Live Well Wakefield Experience of RCRP

  • Live Well Wakefield have been using Yorkshire Ambulance Service for essential welfare checks for some time, following police informing us that they wouldn’t attend a request of ours last year. It is not the ideal pathway due to the stretch on ambulance services but Live Well confirmed it has been used with some success. When there are access issues/concerns the pathway involves West Yorkshire Fire & Rescue service (WYF&RS), which Yorkshire Ambulance Service (YAS) arrange.
  • From our experience we call 999, YAS call handler takes details, passes on to the clinician on duty, this clinician then speaks ideally/where possible with the individual themselves, or if needed ourselves, and assesses risk/priority and decides ambulance response and WYF&RS is initiated where needed.
  • Live Well have always received a response from their requests for welfare checks via YAS, however the clinician has at times been unable to provide a time frame during busy periods, and perhaps not categorised within the high priority categories.
  • Live Well have still received a response to requests for welfare check from police in circumstances where the individual is in a public place with anything that may be a risk/weapon to others, and/or making threats as two examples. 

Our Plan

Short Term

  • Speak to colleagues from services to create this updates and produce further updates for the VCSE sector as implementation works progress. 
  • As an immediate response, pull together a list of services/contact details to share with organisations, including crisis support services and Adult Social Care etc. An updated document with information on non-urgent mental health support services was uploaded on 4 January 2024.

Medium Term

  • Training could take place to support organisations. Nova could facilitate training on topics such as the SBAR technique (used by the NHS and Live Well Wakefield): learning how to gather the right info and advocate effectively for an appropriate response, being assertive and telling services their recommendations of what they should do with the information. It’s practiced across the Live Well team, and they’ve worked on really ensuring they have nailed their understanding of eligibility criteria for mental health services, to confidently give their recommendations.
  • Additional training around supporting your team to understand their responsibility in preventing suicide and promoting staff wellbeing. Linking to SafeTALK and ASIST training happening at a local level through Young Lives Consortium and Public Health.

Long Term

  • Working with place based strategic leads to co-produce implementation guidelines and communications to all sectors.

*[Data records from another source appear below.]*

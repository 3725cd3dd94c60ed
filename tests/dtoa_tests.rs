//! Conversion-level scenarios, including the extreme magnitudes that force
//! the bignum fallback.

use textfmt::dtoa::{
    to_ecmascript, to_exponential, to_fixed, to_general, to_hex, to_shortest, Options, Style,
};

fn fixed(value: f64, precision: usize) -> String {
    let mut buf = vec![0u8; 2048];
    let len = to_fixed(&mut buf, value, precision, &Options::default()).unwrap();
    String::from_utf8(buf[..len].to_vec()).unwrap()
}

fn general(value: f64, precision: usize) -> String {
    let mut buf = [0u8; 128];
    let len = to_general(&mut buf, value, precision, &Options::default()).unwrap();
    String::from_utf8(buf[..len].to_vec()).unwrap()
}

fn shortest(value: f64) -> String {
    let mut buf = [0u8; 64];
    let len = to_shortest(&mut buf, value, Style::General, &Options::default()).unwrap();
    String::from_utf8(buf[..len].to_vec()).unwrap()
}

fn ecmascript(value: f64) -> String {
    let mut buf = [0u8; 64];
    let len = to_ecmascript(&mut buf, value).unwrap();
    String::from_utf8(buf[..len].to_vec()).unwrap()
}

#[test]
fn huge_fixed_value_goes_through_the_bignum_path() {
    let s = fixed(2.4354608055603473e+307, 6);
    // 308 integer digits, then six zero fraction digits. The exact
    // expansion shares at least 16 leading digits with the shortest form;
    // the 17th may differ by the rounding of the shortest output.
    assert_eq!(s.len(), 308 + 1 + 6);
    assert!(s.starts_with("2435460805560347"));
    assert!(s.ends_with(".000000"));
    let (int_part, frac_part) = s.split_once('.').unwrap();
    assert_eq!(int_part.len(), 308);
    assert_eq!(frac_part, "000000");
    assert!(int_part.bytes().all(|b| b.is_ascii_digit()));
}

#[test]
fn smallest_denormal_prints_its_full_expansion() {
    let s = fixed(5e-324, 1074);
    assert_eq!(s.len(), 2 + 1074);
    assert!(s.starts_with("0."));
    let frac = &s[2..];
    // 323 leading zeros, then the 751 significant digits of 2^-1074.
    assert!(frac[..323].bytes().all(|b| b == b'0'));
    assert!(frac[323..].starts_with("4940656458412465"));
    // The expansion is exact: as a power of five it ends in five.
    assert!(s.ends_with('5'));
    assert!(frac[323..].bytes().all(|b| b.is_ascii_digit()));
}

#[test]
fn fixed_precision_counts_fraction_digits_exactly() {
    for &value in &[0.0, 1.0, 0.5, 1.5, 123.456, 1e10, 1e-10, 12345.6789] {
        for precision in [0usize, 1, 2, 6, 17, 30] {
            let s = fixed(value, precision);
            match s.split_once('.') {
                Some((_, frac)) => assert_eq!(
                    frac.len(),
                    precision,
                    "value {} precision {}",
                    value,
                    precision
                ),
                None => assert_eq!(precision, 0, "value {} precision {}", value, precision),
            }
        }
    }
}

#[test]
fn general_notation_literals() {
    assert_eq!(general(123456.789, 3), "1.23e+05");
    assert_eq!(general(123456.789, 6), "123457");
    assert_eq!(general(0.00001, 6), "1e-05");
}

#[test]
fn ecmascript_literals() {
    assert_eq!(ecmascript(123.456), "123.456");
    assert_eq!(ecmascript(1e21), "1e+21");
    assert_eq!(ecmascript(1e-7), "1e-7");
    assert_eq!(ecmascript(0.0), "0");
    assert_eq!(ecmascript(2f64.powi(64)), "18446744073709552000");
}

#[test]
fn shortest_output_round_trips() {
    let values = [
        0.1,
        0.3,
        1.0 / 3.0,
        123456.789,
        5e-324,
        f64::MAX,
        f64::MIN_POSITIVE,
        2.2250738585072011e-308, // largest denormal-adjacent parse pitfall
        9007199254740993.0,
        1.7588116507170432e-299,
    ];
    for &v in &values {
        let s = shortest(v);
        let parsed: f64 = s.parse().unwrap();
        assert_eq!(parsed.to_bits(), v.to_bits(), "{} reparsed from {}", v, s);
    }
}

#[test]
fn shortest_output_is_minimal() {
    // One digit fewer must not round-trip.
    assert_eq!(shortest(0.3), "0.3");
    assert_eq!(shortest(0.1), "0.1");
    assert_eq!(shortest(1.0 / 3.0), "0.3333333333333333");
    assert_eq!(shortest(2.0 / 3.0), "0.6666666666666666");
    assert_eq!(shortest(5e-324), "5e-324");
}

#[test]
fn hex_digits_reconstruct_the_significand() {
    let options = Options {
        use_upper_case_digits: false,
        normalize: true,
        min_exponent_digits: 1,
        exponent_char: b'p',
        ..Options::default()
    };
    for &v in &[1.0, 1.5, 3.1415927, 123456.789, f64::MIN_POSITIVE, 5e-324, 0.1] {
        let mut buf = [0u8; 64];
        let len = to_hex(&mut buf, v, Some(13), &options).unwrap();
        let s = std::str::from_utf8(&buf[..len]).unwrap();

        // Parse h.hhhh...p+e back into a value.
        let (mantissa, exponent) = s.split_once('p').unwrap();
        let exponent: i32 = exponent.parse().unwrap();
        let (int_digit, frac) = match mantissa.split_once('.') {
            Some((i, f)) => (i, f),
            None => (mantissa, ""),
        };
        let mut value = u64::from_str_radix(int_digit, 16).unwrap() as f64;
        let mut scale = 1.0f64 / 16.0;
        for d in frac.bytes() {
            let digit = (d as char).to_digit(16).unwrap();
            value += digit as f64 * scale;
            scale /= 16.0;
        }
        let reconstructed = value * 2f64.powi(exponent);
        assert_eq!(reconstructed.to_bits(), v.to_bits(), "hex {} for {}", s, v);
    }
}

#[test]
fn every_entry_point_reports_exact_size_hints() {
    let options = Options::default();
    let value = 123456.789;
    let mut big = [0u8; 256];

    let full = to_fixed(&mut big, value, 6, &options).unwrap();
    let err = to_fixed(&mut big[..full - 1], value, 6, &options).unwrap_err();
    assert_eq!(err.required, full);

    let full = to_exponential(&mut big, value, 6, &options).unwrap();
    let err = to_exponential(&mut big[..full - 1], value, 6, &options).unwrap_err();
    assert_eq!(err.required, full);

    let full = to_general(&mut big, value, 6, &options).unwrap();
    let err = to_general(&mut big[..full - 1], value, 6, &options).unwrap_err();
    assert_eq!(err.required, full);

    let full = to_hex(&mut big, value, Some(10), &options).unwrap();
    let err = to_hex(&mut big[..full - 1], value, Some(10), &options).unwrap_err();
    assert_eq!(err.required, full);

    let full = to_shortest(&mut big, value, Style::General, &options).unwrap();
    let err = to_shortest(&mut big[..full - 1], value, Style::General, &options).unwrap_err();
    assert_eq!(err.required, full);

    let full = to_ecmascript(&mut big, value).unwrap();
    let err = to_ecmascript(&mut big[..full - 1], value).unwrap_err();
    assert_eq!(err.required, full);
}

#[test]
fn exponential_of_extreme_magnitudes() {
    let mut buf = [0u8; 128];
    let options = Options::default();
    let len = to_exponential(&mut buf, f64::MAX, 2, &options).unwrap();
    assert_eq!(&buf[..len], b"1.80e+308");
    let len = to_exponential(&mut buf, 5e-324, 2, &options).unwrap();
    assert_eq!(&buf[..len], b"4.94e-324");
    let len = to_exponential(&mut buf, 5e-324, 0, &options).unwrap();
    assert_eq!(&buf[..len], b"5e-324");
}

#[test]
fn fixed_rounding_is_half_up_at_exact_ties() {
    assert_eq!(fixed(0.5, 0), "1");
    assert_eq!(fixed(1.25, 1), "1.3");
    assert_eq!(fixed(0.125, 2), "0.13");
    // Not a tie: 0.45 stored is slightly above 0.45.
    assert_eq!(fixed(0.45, 1), "0.5");
    // Not a tie: 1.005 stored is slightly below 1.005.
    assert_eq!(fixed(1.005, 2), "1.00");
}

Ensure there are communication pathways so case studies and learning regarding RCRP in practice can be fed back to key policy partners e.g. Police, YAS, WYF&R, Health.
  • Liaising with the VCSE Voices lead Lydia Baldwin & VCSE representatives to ensure concerns / feedback from our sector are taken to meetings they attend and any RCRP information they collect is fed back to the sector through update emails like this.

We will of course keep you all updated of progress with RCRP locally and we should hear more as meetings progress in the New Year.